Task prompt: Please count how many lines in the entries below contain "found" and reply with the figure alone.

═══ Data for processing

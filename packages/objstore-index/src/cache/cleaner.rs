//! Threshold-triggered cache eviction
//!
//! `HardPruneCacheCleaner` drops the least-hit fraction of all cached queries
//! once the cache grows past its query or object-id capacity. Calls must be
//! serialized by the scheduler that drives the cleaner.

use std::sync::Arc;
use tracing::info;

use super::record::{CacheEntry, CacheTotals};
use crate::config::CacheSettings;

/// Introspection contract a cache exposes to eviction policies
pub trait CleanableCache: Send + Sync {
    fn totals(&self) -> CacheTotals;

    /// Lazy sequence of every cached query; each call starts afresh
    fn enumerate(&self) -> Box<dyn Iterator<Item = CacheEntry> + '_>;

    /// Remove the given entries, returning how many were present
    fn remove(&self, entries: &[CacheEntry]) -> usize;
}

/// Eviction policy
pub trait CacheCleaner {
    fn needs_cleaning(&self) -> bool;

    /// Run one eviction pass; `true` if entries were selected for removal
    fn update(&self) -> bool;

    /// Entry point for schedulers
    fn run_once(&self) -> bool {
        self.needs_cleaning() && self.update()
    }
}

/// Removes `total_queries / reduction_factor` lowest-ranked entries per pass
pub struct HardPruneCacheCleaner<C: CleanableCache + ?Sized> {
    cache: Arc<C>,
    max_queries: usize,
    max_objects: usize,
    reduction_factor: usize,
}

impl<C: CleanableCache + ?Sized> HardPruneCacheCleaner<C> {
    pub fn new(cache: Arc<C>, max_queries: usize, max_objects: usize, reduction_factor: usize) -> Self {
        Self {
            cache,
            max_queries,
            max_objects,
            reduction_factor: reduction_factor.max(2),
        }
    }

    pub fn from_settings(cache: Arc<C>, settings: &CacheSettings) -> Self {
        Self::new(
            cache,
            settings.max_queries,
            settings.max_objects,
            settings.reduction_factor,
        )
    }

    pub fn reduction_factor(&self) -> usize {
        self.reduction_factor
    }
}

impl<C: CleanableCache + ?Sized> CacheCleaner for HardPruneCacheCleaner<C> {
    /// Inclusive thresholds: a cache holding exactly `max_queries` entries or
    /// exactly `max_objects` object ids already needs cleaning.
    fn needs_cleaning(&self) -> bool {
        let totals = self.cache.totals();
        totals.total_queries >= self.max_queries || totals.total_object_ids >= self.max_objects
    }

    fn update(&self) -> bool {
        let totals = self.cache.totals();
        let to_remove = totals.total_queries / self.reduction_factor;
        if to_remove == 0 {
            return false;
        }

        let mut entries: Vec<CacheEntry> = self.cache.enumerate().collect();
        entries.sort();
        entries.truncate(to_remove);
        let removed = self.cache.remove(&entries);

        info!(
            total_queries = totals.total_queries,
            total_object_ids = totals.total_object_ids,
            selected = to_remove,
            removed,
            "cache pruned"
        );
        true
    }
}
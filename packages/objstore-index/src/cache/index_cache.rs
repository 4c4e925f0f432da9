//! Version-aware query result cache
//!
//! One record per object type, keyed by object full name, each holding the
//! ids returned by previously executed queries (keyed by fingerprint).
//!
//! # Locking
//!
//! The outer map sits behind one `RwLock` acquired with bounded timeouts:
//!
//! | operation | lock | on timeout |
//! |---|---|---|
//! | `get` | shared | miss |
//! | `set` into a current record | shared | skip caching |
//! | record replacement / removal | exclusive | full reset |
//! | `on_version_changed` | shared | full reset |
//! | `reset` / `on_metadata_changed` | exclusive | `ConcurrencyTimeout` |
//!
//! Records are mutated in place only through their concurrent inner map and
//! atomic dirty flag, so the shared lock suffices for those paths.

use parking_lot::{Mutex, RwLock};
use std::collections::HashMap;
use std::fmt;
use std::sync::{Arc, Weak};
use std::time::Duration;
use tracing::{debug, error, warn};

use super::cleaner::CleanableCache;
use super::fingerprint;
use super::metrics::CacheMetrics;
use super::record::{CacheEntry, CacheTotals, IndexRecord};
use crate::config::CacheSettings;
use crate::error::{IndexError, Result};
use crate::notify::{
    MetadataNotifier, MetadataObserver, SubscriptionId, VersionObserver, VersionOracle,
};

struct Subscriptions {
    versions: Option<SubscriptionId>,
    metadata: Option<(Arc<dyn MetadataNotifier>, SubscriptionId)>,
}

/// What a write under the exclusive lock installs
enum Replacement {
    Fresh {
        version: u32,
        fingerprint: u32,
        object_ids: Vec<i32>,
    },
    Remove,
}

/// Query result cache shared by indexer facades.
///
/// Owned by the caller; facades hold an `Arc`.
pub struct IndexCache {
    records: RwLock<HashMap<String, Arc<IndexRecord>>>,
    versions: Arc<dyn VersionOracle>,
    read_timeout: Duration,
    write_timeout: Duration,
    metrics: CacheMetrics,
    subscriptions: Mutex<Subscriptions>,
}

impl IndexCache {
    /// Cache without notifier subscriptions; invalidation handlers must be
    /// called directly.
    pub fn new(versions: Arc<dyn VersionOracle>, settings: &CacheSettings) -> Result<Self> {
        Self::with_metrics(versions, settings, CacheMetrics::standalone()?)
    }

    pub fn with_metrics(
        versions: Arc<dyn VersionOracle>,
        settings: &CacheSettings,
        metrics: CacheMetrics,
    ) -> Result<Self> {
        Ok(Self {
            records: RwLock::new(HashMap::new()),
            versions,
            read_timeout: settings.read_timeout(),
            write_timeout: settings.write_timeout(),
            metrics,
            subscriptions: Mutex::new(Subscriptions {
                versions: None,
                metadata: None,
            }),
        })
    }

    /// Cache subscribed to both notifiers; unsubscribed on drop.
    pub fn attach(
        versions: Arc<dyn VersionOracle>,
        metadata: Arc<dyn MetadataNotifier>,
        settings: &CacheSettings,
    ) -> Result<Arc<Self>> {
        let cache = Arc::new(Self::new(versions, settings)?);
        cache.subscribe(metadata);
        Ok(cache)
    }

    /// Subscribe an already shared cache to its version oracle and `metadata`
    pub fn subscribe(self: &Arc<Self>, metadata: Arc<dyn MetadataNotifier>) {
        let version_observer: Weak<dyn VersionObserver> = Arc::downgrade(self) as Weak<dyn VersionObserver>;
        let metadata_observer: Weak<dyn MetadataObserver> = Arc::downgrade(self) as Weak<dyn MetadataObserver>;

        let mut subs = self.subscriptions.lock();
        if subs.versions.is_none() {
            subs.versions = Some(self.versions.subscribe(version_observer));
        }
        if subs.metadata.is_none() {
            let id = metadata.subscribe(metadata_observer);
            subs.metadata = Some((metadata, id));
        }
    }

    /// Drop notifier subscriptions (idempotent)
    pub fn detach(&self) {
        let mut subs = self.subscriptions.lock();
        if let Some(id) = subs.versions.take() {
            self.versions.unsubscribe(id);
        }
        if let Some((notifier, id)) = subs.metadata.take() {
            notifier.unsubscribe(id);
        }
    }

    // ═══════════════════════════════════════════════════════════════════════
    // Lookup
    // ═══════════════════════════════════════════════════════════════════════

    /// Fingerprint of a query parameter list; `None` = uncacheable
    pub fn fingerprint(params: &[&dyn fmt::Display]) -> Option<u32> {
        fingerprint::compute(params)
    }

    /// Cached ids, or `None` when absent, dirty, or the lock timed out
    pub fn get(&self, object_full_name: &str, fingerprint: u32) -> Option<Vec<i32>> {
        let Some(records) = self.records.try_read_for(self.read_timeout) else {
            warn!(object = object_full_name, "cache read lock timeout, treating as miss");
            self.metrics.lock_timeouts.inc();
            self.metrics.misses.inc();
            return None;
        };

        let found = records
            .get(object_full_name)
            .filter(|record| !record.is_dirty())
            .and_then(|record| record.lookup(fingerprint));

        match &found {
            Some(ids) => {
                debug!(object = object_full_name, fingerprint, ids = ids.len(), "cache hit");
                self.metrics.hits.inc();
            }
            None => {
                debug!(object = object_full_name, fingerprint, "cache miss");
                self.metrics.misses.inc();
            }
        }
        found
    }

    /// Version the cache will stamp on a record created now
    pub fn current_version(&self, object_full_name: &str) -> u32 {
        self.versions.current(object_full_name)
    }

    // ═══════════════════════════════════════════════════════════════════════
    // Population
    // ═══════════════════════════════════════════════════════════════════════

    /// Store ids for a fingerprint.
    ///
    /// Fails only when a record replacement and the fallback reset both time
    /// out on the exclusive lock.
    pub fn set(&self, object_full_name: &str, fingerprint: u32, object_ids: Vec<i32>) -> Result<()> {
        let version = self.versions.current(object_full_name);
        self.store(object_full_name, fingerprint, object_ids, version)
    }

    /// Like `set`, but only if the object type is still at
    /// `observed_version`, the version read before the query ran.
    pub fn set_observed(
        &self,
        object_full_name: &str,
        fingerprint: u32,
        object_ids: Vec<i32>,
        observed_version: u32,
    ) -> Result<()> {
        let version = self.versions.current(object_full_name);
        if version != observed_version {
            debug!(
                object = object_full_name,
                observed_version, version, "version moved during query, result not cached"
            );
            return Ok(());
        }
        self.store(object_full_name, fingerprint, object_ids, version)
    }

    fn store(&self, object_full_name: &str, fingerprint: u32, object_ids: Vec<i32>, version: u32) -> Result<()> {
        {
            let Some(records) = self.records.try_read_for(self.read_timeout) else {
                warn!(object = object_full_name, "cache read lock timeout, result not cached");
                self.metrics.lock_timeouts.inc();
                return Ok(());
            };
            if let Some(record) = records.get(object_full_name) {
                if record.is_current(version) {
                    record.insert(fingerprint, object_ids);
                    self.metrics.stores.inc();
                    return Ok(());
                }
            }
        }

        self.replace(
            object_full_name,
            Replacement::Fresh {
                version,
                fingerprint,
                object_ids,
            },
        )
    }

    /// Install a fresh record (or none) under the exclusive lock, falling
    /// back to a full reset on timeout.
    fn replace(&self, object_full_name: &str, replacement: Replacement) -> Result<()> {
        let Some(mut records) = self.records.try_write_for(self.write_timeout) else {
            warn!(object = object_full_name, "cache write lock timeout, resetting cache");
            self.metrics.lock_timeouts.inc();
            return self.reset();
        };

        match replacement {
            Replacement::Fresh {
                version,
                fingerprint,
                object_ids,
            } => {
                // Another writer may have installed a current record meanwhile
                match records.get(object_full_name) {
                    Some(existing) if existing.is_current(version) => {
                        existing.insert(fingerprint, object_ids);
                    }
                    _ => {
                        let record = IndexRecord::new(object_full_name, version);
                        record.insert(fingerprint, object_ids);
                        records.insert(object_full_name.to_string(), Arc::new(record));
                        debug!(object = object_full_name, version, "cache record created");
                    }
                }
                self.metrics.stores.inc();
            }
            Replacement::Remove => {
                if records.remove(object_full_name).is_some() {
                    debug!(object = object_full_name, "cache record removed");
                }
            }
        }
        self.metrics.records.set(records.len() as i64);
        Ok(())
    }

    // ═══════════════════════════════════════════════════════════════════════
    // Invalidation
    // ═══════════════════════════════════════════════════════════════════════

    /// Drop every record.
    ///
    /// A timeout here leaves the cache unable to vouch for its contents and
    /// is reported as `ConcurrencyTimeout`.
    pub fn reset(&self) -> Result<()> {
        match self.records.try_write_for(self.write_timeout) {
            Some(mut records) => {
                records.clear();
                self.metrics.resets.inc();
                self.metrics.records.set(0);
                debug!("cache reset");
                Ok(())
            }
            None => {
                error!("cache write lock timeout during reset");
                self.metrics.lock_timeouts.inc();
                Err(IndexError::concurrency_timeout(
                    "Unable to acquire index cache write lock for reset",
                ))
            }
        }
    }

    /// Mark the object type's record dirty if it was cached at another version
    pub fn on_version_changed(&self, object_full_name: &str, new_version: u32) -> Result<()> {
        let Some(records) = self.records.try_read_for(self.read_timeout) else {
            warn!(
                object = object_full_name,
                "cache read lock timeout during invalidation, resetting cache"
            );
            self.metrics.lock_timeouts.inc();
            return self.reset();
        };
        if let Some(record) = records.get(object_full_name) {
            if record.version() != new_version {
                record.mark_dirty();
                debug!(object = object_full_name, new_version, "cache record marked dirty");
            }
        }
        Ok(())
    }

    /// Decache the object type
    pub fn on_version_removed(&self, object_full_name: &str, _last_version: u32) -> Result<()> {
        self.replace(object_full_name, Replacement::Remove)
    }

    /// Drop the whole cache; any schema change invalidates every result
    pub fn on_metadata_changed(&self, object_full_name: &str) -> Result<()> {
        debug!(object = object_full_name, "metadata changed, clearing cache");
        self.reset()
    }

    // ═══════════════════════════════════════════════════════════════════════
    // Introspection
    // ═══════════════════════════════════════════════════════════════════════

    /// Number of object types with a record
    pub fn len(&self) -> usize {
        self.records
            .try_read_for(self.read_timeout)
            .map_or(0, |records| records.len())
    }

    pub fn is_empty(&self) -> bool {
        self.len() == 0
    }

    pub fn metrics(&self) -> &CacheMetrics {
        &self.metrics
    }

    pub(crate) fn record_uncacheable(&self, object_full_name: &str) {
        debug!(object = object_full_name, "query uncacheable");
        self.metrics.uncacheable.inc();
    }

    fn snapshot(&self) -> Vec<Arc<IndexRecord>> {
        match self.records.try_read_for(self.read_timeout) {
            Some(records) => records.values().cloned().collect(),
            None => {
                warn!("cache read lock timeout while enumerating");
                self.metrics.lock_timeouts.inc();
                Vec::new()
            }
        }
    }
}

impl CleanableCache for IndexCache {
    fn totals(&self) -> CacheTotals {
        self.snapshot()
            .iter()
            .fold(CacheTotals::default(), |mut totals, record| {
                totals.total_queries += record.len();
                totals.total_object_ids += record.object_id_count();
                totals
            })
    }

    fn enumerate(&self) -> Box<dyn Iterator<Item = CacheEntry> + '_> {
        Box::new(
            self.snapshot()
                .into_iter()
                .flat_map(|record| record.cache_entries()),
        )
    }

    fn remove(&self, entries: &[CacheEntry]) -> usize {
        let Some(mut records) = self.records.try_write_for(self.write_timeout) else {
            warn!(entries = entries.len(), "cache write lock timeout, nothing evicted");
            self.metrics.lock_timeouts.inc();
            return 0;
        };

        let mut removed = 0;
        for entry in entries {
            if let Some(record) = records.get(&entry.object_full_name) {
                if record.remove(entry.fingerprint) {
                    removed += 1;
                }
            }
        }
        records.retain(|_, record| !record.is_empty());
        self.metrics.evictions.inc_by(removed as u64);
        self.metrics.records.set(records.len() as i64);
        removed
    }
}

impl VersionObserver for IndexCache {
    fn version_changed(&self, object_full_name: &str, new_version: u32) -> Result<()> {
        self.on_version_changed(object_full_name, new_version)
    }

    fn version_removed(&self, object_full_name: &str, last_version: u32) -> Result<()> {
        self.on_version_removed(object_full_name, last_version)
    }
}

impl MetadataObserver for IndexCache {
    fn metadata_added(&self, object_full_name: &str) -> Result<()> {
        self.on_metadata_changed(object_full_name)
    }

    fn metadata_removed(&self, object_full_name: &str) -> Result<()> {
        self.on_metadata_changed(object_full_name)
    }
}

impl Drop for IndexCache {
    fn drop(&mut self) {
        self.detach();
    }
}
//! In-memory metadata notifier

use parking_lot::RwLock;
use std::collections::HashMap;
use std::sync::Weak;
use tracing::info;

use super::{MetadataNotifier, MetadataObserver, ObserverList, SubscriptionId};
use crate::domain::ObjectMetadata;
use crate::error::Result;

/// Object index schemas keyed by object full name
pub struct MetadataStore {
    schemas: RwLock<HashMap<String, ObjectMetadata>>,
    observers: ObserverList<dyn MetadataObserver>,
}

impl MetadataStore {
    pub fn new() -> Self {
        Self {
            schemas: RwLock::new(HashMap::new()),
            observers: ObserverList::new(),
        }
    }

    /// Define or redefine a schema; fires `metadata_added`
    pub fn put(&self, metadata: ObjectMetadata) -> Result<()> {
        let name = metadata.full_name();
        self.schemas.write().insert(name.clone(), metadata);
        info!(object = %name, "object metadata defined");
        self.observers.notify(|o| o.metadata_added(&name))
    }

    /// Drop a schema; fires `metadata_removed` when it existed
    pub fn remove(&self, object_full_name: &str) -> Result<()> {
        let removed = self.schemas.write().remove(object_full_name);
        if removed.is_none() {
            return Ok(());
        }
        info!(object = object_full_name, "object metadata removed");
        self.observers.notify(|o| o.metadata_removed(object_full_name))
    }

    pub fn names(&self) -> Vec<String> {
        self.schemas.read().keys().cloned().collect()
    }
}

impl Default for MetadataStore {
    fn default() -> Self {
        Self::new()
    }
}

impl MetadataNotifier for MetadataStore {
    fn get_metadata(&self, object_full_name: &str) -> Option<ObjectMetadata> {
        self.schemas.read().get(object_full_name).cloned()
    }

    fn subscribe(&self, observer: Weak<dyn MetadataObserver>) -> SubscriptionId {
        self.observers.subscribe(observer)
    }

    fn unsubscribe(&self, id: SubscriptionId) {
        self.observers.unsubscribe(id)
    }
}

══════

Your response: 3